In a recent blog I spoke about the need to save all content generated by any type of social media application for litigation purposes. I recently read another article about a lawsuit where the party that produces documents in a lawsuit must pay the costs of eDiscovery even when it requires expensive retrieval of electronic documentation, an appeals court stated. The gist of the suit was in 2009, U.S. Bank sued GreenPoint Mortgage Funding over some $1.8 billion in subprime mortgage-backed securities GreenPoint issued from 2005-06. The lawsuit claimed that GreenPoint committed “gross violations” of the “representations and warranties regarding the attributes of the loans and the practices and policies under which the loans were originated, underwritten and serviced,” according to the ruling. (If you ask me they should pay for the costs.)
“There has been a movement among other courts, where the cost of discovery production is significant, to adopt the standards articulated by the United States District Court in Zubulake and to place the cost of discovery, including searching for, retrieving and producing ESI (electronically stored information), at least initially, on the producing party,” the court wrote.

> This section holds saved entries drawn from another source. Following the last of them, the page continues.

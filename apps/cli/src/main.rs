//! ao3recs CLI: recommends archive works similar to a given one.
//!
//! Reads work URLs from the command line or an interactive prompt and prints
//! each recommendation as soon as it is found.

mod commands;

use clap::Parser;
use color_eyre::eyre::Result;

use commands::Cli;

#[tokio::main]
async fn main() -> Result<()> {
    color_eyre::install()?;
    let cli = Cli::parse();
    commands::init_tracing(&cli);
    commands::run(cli).await
}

The cost of litigation for some companies is enormous. Mostly around the subject of finding, identifying, and organizing all the relevant information to support or defend themselves. With the introduction of ESI one would think it would have become easier than manual identification, but with the amount of content that must be sifted through it is still just as hard, if not harder. We do have clients using our technologies for eDiscovery and litigation support but obviously not all firms or companies use it.
If you are in this field, since I am by no means an expert on ESI, please shed some light on your processes and how you deal with this. It would appear to me that this isn’t an area where you can cut costs.